More mid-rangers to choose from!
The adventure and dual-sport segment has thrived in recent years as more people discover the joys of venturing off the beaten path on their motorcycles. Thanks to this, an increasing number of manufacturers want their share of the growing market. 2021 will be no different, especially in the small and mid-size classes, where we’ll have even more choice of accessible and affordable adventure buddies than ever before.
Let’s have a look at all the small and mid-size models we’re getting (or that we should get) in 2021.
Aprilia Tuareg 660
Aprilia recently added a second 660 model to its lineup. This time, it went “naked” with the mid-size Tuono, or what happens when you replace the RS 660’s clip -ons with a taller handlebar. We already knew that the downsized Tuono was coming as the Italian firm introduced its concept a year earlier at EICMA 2019, alongside the production-ready RS. It wasn’t a matter of it, but rather a matter of when.
Another “not if, but when” is the returning Aprilia Tuareg. The brand hinted at the namesake’s return at EICMA as well, not with a concept, but rather with a bike enclosed in a glass box and hidden away behind thick tropical foliage. We have since seen the new Italian adventurer’s prototype in action, spotted on the road on several occasions.
Considering there was now show season this year and that Aprilia introduced the Tuono in January, there’s a possibility we won’t see the new Tuareg before 2022. That being said considering how seemingly advanced the project is, we could hope for the Tuareg to show up in the fall.
Benelli TRK502 and TRK502X
Benelli introduced its new TRK502 and TRK502X mid-size adventure bike in September, 2020, and confirmed a month later that the model would be available in the States. The bikes are built on a new platform, powered by a 500cc parallel-twin rated at 47 horsepower and 33.2 lb-ft of torque.
While the base 502 is more touring-friendly, the 502X adds a few adventure-ready features to make it more versatile. The 502 features a short, low-set exhaust, 17-inch cast wheels front and back, a 7.5-inch ground clearance, and a 31.5-inch saddle height. In comparison, the 502X is equipped with a longer, high-set muffler, a set of 19 and 17-inch wire-spoke wheels wrapped in Metzeler Tourance tires, 8.6 inches of ground clearance, and a 33-inch saddle height.
While Benellis haven’t built a reputation for their shining personalities, starting at only $5,999, it's hard to refute that they make for great entry-level bikes into the adventure segment.
BMW G 310 GS
BMW unveiled the modestly updated G 310 GS baby adventurer in October, 2020. Most changes were virtually invisible as they were meant to cater to the new European emissions standards and make the model legal for sale on the brand’s top market.
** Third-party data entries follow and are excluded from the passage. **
//! Cloud-metrics collaborator — CloudWatch-compatible `GetMetricStatistics`
//! over HTTP. Request signing is abstracted behind the trait so tests can
//! substitute an in-memory fake instead of signing real AWS requests.

use std::collections::HashMap;
use std::time::Duration;

use async_trait::async_trait;
use chrono::{DateTime, Utc};

use crate::error::CloudMetricsError;

/// Aggregation requested for a metric-statistics query.
#[derive(Debug, Clone, Copy, PartialEq, Eq)]
pub enum Statistic {
    Sum,
    Maximum,
}

/// One datapoint returned by `get_metric_statistics`.
#[derive(Debug, Clone, Copy, PartialEq)]
pub struct Datapoint {
    pub timestamp: DateTime<Utc>,
    pub sum: Option<f64>,
    pub maximum: Option<f64>,
}

/// The narrow cloud-metrics contract scalers consume.
#[async_trait]
pub trait CloudMetricsClient: Send + Sync {
    /// Fetch datapoints for `name` in `namespace` over `[start, end]`,
    /// bucketed into `period`-second windows.
    #[allow(clippy::too_many_arguments)]
    async fn get_metric_statistics(
        &self,
        namespace: &str,
        name: &str,
        dimensions: &HashMap<String, String>,
        start: DateTime<Utc>,
        end: DateTime<Utc>,
        period_secs: u32,
        statistics: &[Statistic],
        unit: &str,
    ) -> Result<Vec<Datapoint>, CloudMetricsError>;
}

/// HTTP implementation against a CloudWatch-compatible endpoint.
pub struct HttpCloudMetricsClient {
    http: reqwest::Client,
    endpoint: String,
    region: String,
}

impl HttpCloudMetricsClient {
    pub fn new(endpoint: impl Into<String>, region: impl Into<String>, timeout: Duration) -> Self {
        Self {
            http: reqwest::Client::builder()
                .timeout(timeout)
                .build()
                .expect("reqwest client builds"),
            endpoint: endpoint.into(),
            region: region.into(),
        }
    }
}

#[async_trait]
impl CloudMetricsClient for HttpCloudMetricsClient {
    async fn get_metric_statistics(
        &self,
        namespace: &str,
        name: &str,
        dimensions: &HashMap<String, String>,
        start: DateTime<Utc>,
        end: DateTime<Utc>,
        period_secs: u32,
        statistics: &[Statistic],
        unit: &str,
    ) -> Result<Vec<Datapoint>, CloudMetricsError> {
        #[derive(serde::Serialize)]
        struct Query<'a> {
            namespace: &'a str,
            metric_name: &'a str,
            dimensions: &'a HashMap<String, String>,
            start_time: DateTime<Utc>,
            end_time: DateTime<Utc>,
            period: u32,
            statistics: Vec<&'static str>,
            unit: &'a str,
            region: &'a str,
        }

        let query = Query {
            namespace,
            metric_name: name,
            dimensions,
            start_time: start,
            end_time: end,
            period: period_secs,
            statistics: statistics
                .iter()
                .map(|s| match s {
                    Statistic::Sum => "Sum",
                    Statistic::Maximum => "Maximum",
                })
                .collect(),
            unit,
            region: &self.region,
        };

        let resp = self
            .http
            .post(format!("{}/metric-statistics", self.endpoint))
            .json(&query)
            .send()
            .await
            .map_err(|e| {
                if e.is_timeout() {
                    CloudMetricsError::Timeout
                } else {
                    CloudMetricsError::Transport(e.to_string())
                }
            })?;

        if !resp.status().is_success() {
            return Err(CloudMetricsError::Response(format!("status {}", resp.status())));
        }

        #[derive(serde::Deserialize)]
        struct RawDatapoint {
            timestamp: DateTime<Utc>,
            #[serde(rename = "Sum")]
            sum: Option<f64>,
            #[serde(rename = "Maximum")]
            maximum: Option<f64>,
        }
        #[derive(serde::Deserialize)]
        struct RawResponse {
            datapoints: Vec<RawDatapoint>,
        }

        let body: RawResponse = resp.json().await.map_err(|e| CloudMetricsError::Response(e.to_string()))?;

        Ok(body
            .datapoints
            .into_iter()
            .map(|d| Datapoint {
                timestamp: d.timestamp,
                sum: d.sum,
                maximum: d.maximum,
            })
            .collect())
    }
}
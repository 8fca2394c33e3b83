//! The external collaborators that configured scalers are wired against.
//! Bundled into one struct so `main` constructs them once and threads
//! them through config loading without a long parameter list.

use std::sync::Arc;

use fleetscale_clients::{CloudMetricsClient, PaasClient, QueueClient, SqlClient};
use fleetscale_core::{Clock, MetricsSink};

#[derive(Clone)]
pub struct Collaborators {
    pub paas: Arc<dyn PaasClient>,
    pub cloud_metrics: Arc<dyn CloudMetricsClient>,
    pub queue: Arc<dyn QueueClient>,
    pub sql: Arc<dyn SqlClient>,
    pub clock: Arc<dyn Clock>,
    pub metrics: Arc<dyn MetricsSink>,
}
Some, however, were a little more noticeable, including the electric throttle and the self-boosting anti-hopping clutch designed to lighten the feel of the clutch lever. Four-stage adjustable levers, and LED lighting front to back.
Honda CRF300L and CRF300L Rally
The Honda CRF lineup doesn’t usually rank as adventure bikes. However, the new CRF300L (formerly the CRF250L) does register on the dual-sport scale and that’s good enough to deserve a place on this list.
Honda made some significant changes to its popular off-roader starting, of course, the upsized naming convention and displacement. Inside the update frame, the new 286cc single produces 27 horsepower and 19.6 lb-ft of torque. The engine is paired with a new transmission with shorter gear ratios one through five and a longer sixth gear and with an assist and slipper clutch.
While the 300L gets a 2-gallon fuel tank, the Rally receives a bigger, 3.4-gallon tank, as well as a taller windscreen, and handguards.
To summarize what happened on January 26, 2021: Kawasaki made us wait three years to introduce a new KLR650 that's virtually the exact same bike as the previous generation. Granted, it did receive a few minor upgrades to keep it somewhat modern-ish. The updates included trading the Keihin carb for fuel injection, adding LED lighting all around, refreshing the look, and dual-purpose ABS.
Even better is the fact that despite the minute upgrades, the price point remains the same, which makes it one of the most affordable mid-size dual-sport bikes in the segment.
The model is listed as a 2022, however, we should expect it to land in the showrooms toward the end of 2021 which does make it a bike we can expect in 2021. Right? RIGHT?
Royal Enfield Himalayan with Tripper Navigation
Though the Royal Enfield Himalayan received few key updates in 2020, the brand ran its adventurer through yet another round of updates for 2021.
Based on spy shots of what looks like the Himalayan's new model-year, the bike is getting a new navigation system. Enfield first introduced its new Tripper navigation with the equally new Meteor 350. It didn’t take long for the feature to start making its way on the other models, starting with the Himalayan.
While the updated bike is expected to launch in the upcoming weeks in India, we will likely see it come stateside later in the year. We already know that the Meteor 350 is coming as well and received confirmation that Tripper would be an available feature here as well, so it only makes sense for the nav-equipped Himalayan to follow.